Created attachment 16109 [details] patch file based on Samba 4.11.9 If a Windows client sends change notification requests n times for the same folder, smbd-notifyd triggers at least n*n messages to the requesting smbd process when something happens to the folder. We noticed this issue multiple times when the memory usage of smbd-notifyd process was huge, in one case it was 250GiB. Eventually the issue was reproduced by working with the end user who experienced the issue. I understand it is unusual for a client to send change notification requests for the same folder again and again, but a node.js component named "webpack-dev-server" actually does it. I have come up with a potential fix to the issue and verified that it fixes our problem. Please see the attached diff file.
Can you clarify exactly what the client is doing to trigger this ? My understanding is that the client, on the same connection, is repeatedly issuing identical change-notify requests on an open handle ? Is that correct ? It would be good to see a wireshark trace of this so we can create a regression test to reproduce this. Thanks !

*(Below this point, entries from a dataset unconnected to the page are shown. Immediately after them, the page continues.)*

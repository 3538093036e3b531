//! Configuration module

pub mod cli;
pub mod client_config;
pub mod tls_config;

pub use cli::{CacheCommand, CliArgs};
pub use client_config::{
    tls_domains_from_cli, CacheDbId, ClientConfig, ServerAddress, DEFAULT_PORT,
};
pub use tls_config::{TlsConfig, TlsDomain, TlsDomains, TLS_DOMAIN_PARAM};
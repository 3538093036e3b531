//! Raw TCP/TLS connection to one server endpoint
//!
//! Connections are blocking. While the handshake runs (TLS, AUTH, SELECT)
//! socket timeouts equal the connect timeout, or the query timeout when no
//! connect timeout is set; afterwards they switch to the query timeout.

use std::io::{self, BufReader, BufWriter, Write};
use std::net::{SocketAddr, TcpStream, ToSocketAddrs};
use std::sync::atomic::{AtomicBool, Ordering};
use std::time::Duration;

use tracing::{debug, warn};

use super::control_plane::{
    BoxedConnection, Connector, ControlPlane, ControlPlaneExt, Handshake,
};
use crate::config::{ClientConfig, TlsDomain};
use crate::utils::{Command, ConnectionError, RespDecoder, RespEncoder, RespValue};

static WARNED_NO_CONNECT_TIMEOUT: AtomicBool = AtomicBool::new(false);

/// Raw connection wrapper (TCP or TLS)
///
/// For TCP, the stream is split into separate reader/writer halves.
/// For TLS, a single buffered stream is used since native-tls streams cannot be cloned.
pub enum RawConnection {
    Tcp {
        writer: BufWriter<TcpStream>,
        reader: BufReader<TcpStream>,
    },
    #[cfg(feature = "native-tls-backend")]
    NativeTls {
        stream: BufReader<native_tls::TlsStream<TcpStream>>,
    },
}

impl RawConnection {
    /// Open a TCP socket; a zero timeout connects without a bound
    ///
    /// `handshake_timeout` bounds every read and write until the caller
    /// applies the query timeout; zero leaves the socket blocking.
    pub fn open(
        host: &str,
        port: u16,
        connect_timeout: Duration,
        handshake_timeout: Duration,
    ) -> Result<TcpStream, ConnectionError> {
        let connect_failed = |source: io::Error| ConnectionError::ConnectFailed {
            host: host.to_string(),
            port,
            source,
        };

        let addrs: Vec<SocketAddr> = (host, port)
            .to_socket_addrs()
            .map_err(connect_failed)?
            .collect();
        if addrs.is_empty() {
            return Err(connect_failed(io::Error::new(
                io::ErrorKind::NotFound,
                "No addresses found",
            )));
        }

        let connected = if connect_timeout.is_zero() {
            if !WARNED_NO_CONNECT_TIMEOUT.swap(true, Ordering::Relaxed) {
                warn!("Connecting without a timeout might block the caller indefinitely");
            }
            TcpStream::connect(&addrs[..])
        } else {
            connect_any(&addrs, connect_timeout)
        };
        let stream = connected.map_err(connect_failed)?;

        stream.set_nodelay(true).ok();

        if !handshake_timeout.is_zero() {
            stream
                .set_read_timeout(Some(handshake_timeout))
                .map_err(connect_failed)?;
            stream
                .set_write_timeout(Some(handshake_timeout))
                .map_err(connect_failed)?;
        }

        Ok(stream)
    }

    /// Wrap a plain TCP stream
    pub fn from_tcp(stream: TcpStream) -> io::Result<Self> {
        let writer = BufWriter::with_capacity(16 * 1024, stream.try_clone()?);
        let reader = BufReader::with_capacity(16 * 1024, stream);
        Ok(RawConnection::Tcp { writer, reader })
    }

    /// Negotiate TLS on a freshly connected stream
    #[cfg(feature = "native-tls-backend")]
    pub fn upgrade_tls(
        stream: TcpStream,
        host: &str,
        domain: &TlsDomain,
    ) -> Result<Self, ConnectionError> {
        let tls_stream = domain
            .connector()
            .connect(domain.server_name(host), stream)
            .map_err(tls_handshake_error)?;
        debug!("TLS enabled for connection to {} (domain {})", host, domain.name());
        Ok(RawConnection::NativeTls {
            stream: BufReader::with_capacity(16 * 1024, tls_stream),
        })
    }

    #[cfg(not(feature = "native-tls-backend"))]
    pub fn upgrade_tls(
        _stream: TcpStream,
        _host: &str,
        _domain: &TlsDomain,
    ) -> Result<Self, ConnectionError> {
        Err(ConnectionError::TlsFailed(
            "TLS support not compiled in".to_string(),
        ))
    }

    fn tcp(&self) -> &TcpStream {
        match self {
            RawConnection::Tcp { reader, .. } => reader.get_ref(),
            #[cfg(feature = "native-tls-backend")]
            RawConnection::NativeTls { stream } => stream.get_ref().get_ref(),
        }
    }

    /// Apply the query timeout to both directions; zero disables it
    pub fn set_query_timeout(&mut self, timeout: Duration) -> io::Result<()> {
        let timeout = (!timeout.is_zero()).then_some(timeout);
        let tcp = self.tcp();
        tcp.set_read_timeout(timeout)?;
        tcp.set_write_timeout(timeout)
    }

    /// Write encoded bytes and flush
    fn send(&mut self, buf: &[u8]) -> io::Result<()> {
        match self {
            RawConnection::Tcp { writer, .. } => {
                writer.write_all(buf)?;
                writer.flush()
            }
            #[cfg(feature = "native-tls-backend")]
            RawConnection::NativeTls { stream } => {
                let tls = stream.get_mut();
                tls.write_all(buf)?;
                tls.flush()
            }
        }
    }

    fn read_response(&mut self) -> io::Result<RespValue> {
        match self {
            RawConnection::Tcp { reader, .. } => RespDecoder::new(reader).decode(),
            #[cfg(feature = "native-tls-backend")]
            RawConnection::NativeTls { stream } => RespDecoder::new(stream).decode(),
        }
    }

    /// Send an encoded command and receive its reply
    pub fn execute_encoded(&mut self, encoder: &RespEncoder) -> io::Result<RespValue> {
        self.send(encoder.as_bytes())?;
        self.read_response()
    }
}

impl ControlPlane for RawConnection {
    fn execute_command(&mut self, cmd: &Command) -> io::Result<RespValue> {
        let mut encoder = RespEncoder::with_capacity(64);
        cmd.encode(&mut encoder);
        self.execute_encoded(&encoder)
    }
}

/// Socket failures during the TLS handshake stay I/O errors; only
/// negotiation failures (certificates, protocol) are `TlsFailed`
#[cfg(feature = "native-tls-backend")]
fn tls_handshake_error(err: native_tls::HandshakeError<TcpStream>) -> ConnectionError {
    use std::error::Error as _;

    let err = match err {
        // A blocking socket only stalls mid-handshake when its timeout fired
        native_tls::HandshakeError::WouldBlock(_) => {
            return ConnectionError::Io(io::Error::new(
                io::ErrorKind::TimedOut,
                "TLS handshake timed out",
            ))
        }
        native_tls::HandshakeError::Failure(e) => e,
    };

    let mut source = err.source();
    while let Some(cause) = source {
        if let Some(io_err) = cause.downcast_ref::<io::Error>() {
            return ConnectionError::Io(io::Error::new(io_err.kind(), err.to_string()));
        }
        source = cause.source();
    }
    ConnectionError::TlsFailed(err.to_string())
}

/// Try each resolved address in turn with a bounded connect
fn connect_any(addrs: &[SocketAddr], timeout: Duration) -> io::Result<TcpStream> {
    let mut last_err = None;
    for addr in addrs {
        match TcpStream::connect_timeout(addr, timeout) {
            Ok(stream) => return Ok(stream),
            Err(e) => last_err = Some(e),
        }
    }
    Err(last_err
        .unwrap_or_else(|| io::Error::new(io::ErrorKind::NotFound, "No addresses found")))
}

/// Connection factory for creating connections with common config
#[derive(Debug, Clone)]
pub struct ConnectionFactory {
    pub connect_timeout: Duration,
    pub query_timeout: Duration,
}

impl ConnectionFactory {
    pub fn from_config(config: &ClientConfig) -> Self {
        Self {
            connect_timeout: config.connect_timeout,
            query_timeout: config.query_timeout,
        }
    }

    /// Handshake bound: the connect timeout, else the query timeout
    pub fn handshake_timeout(&self) -> Duration {
        if self.connect_timeout.is_zero() {
            self.query_timeout
        } else {
            self.connect_timeout
        }
    }

    /// Connect and run the handshake, returning the concrete connection
    pub fn create(
        &self,
        host: &str,
        port: u16,
        handshake: &Handshake,
    ) -> Result<RawConnection, ConnectionError> {
        let stream =
            RawConnection::open(host, port, self.connect_timeout, self.handshake_timeout())?;

        let mut conn = match handshake.tls {
            Some(ref domain) => RawConnection::upgrade_tls(stream, host, domain)?,
            None => RawConnection::from_tcp(stream).map_err(|e| {
                ConnectionError::ConnectFailed {
                    host: host.to_string(),
                    port,
                    source: e,
                }
            })?,
        };

        if let Some(ref password) = handshake.password {
            conn.authenticate(password)?;
        }

        if let Some(db) = handshake.database {
            conn.select_db(db)?;
        }

        conn.set_query_timeout(self.query_timeout)
            .map_err(|e| ConnectionError::ConnectFailed {
                host: host.to_string(),
                port,
                source: e,
            })?;

        Ok(conn)
    }
}

impl Connector for ConnectionFactory {
    fn connect(
        &self,
        host: &str,
        port: u16,
        handshake: &Handshake,
    ) -> Result<BoxedConnection, ConnectionError> {
        Ok(Box::new(self.create(host, port, handshake)?))
    }
}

Created attachment 16115 [details] pcap file showing many change notification requests on the same folder
(In reply to Jeremy Allison from comment #1) A pcap file was attached to show how a Windows client sends 3000+ change notification requests on the same folder. No change was triggered on that folder as I didn't want to receive 9,000,000 responses. This issue has been reproduced on both Linux and illumos system. I also have a Windows C program which can be used to reproduce the issue reliably, please let me know if it is needed. Thanks!
The Windows C program would be really helpful also - thanks !
Created attachment 16116 [details] Patch to open many notifies on a single connection and directory Attached find a work-in-progress patch that implements important bits of the problematic network trace. smbtorture3 //127.0.0.1/tmp -Uuser%pass notify-bench4 -o 2000 opens 2000 handles and notifies and goes to sleep after that. It is just an initial step towards further analysis, which I don't have time for at this moment. So this is just a snapshot that might help others to take a closer look before I can return to this case.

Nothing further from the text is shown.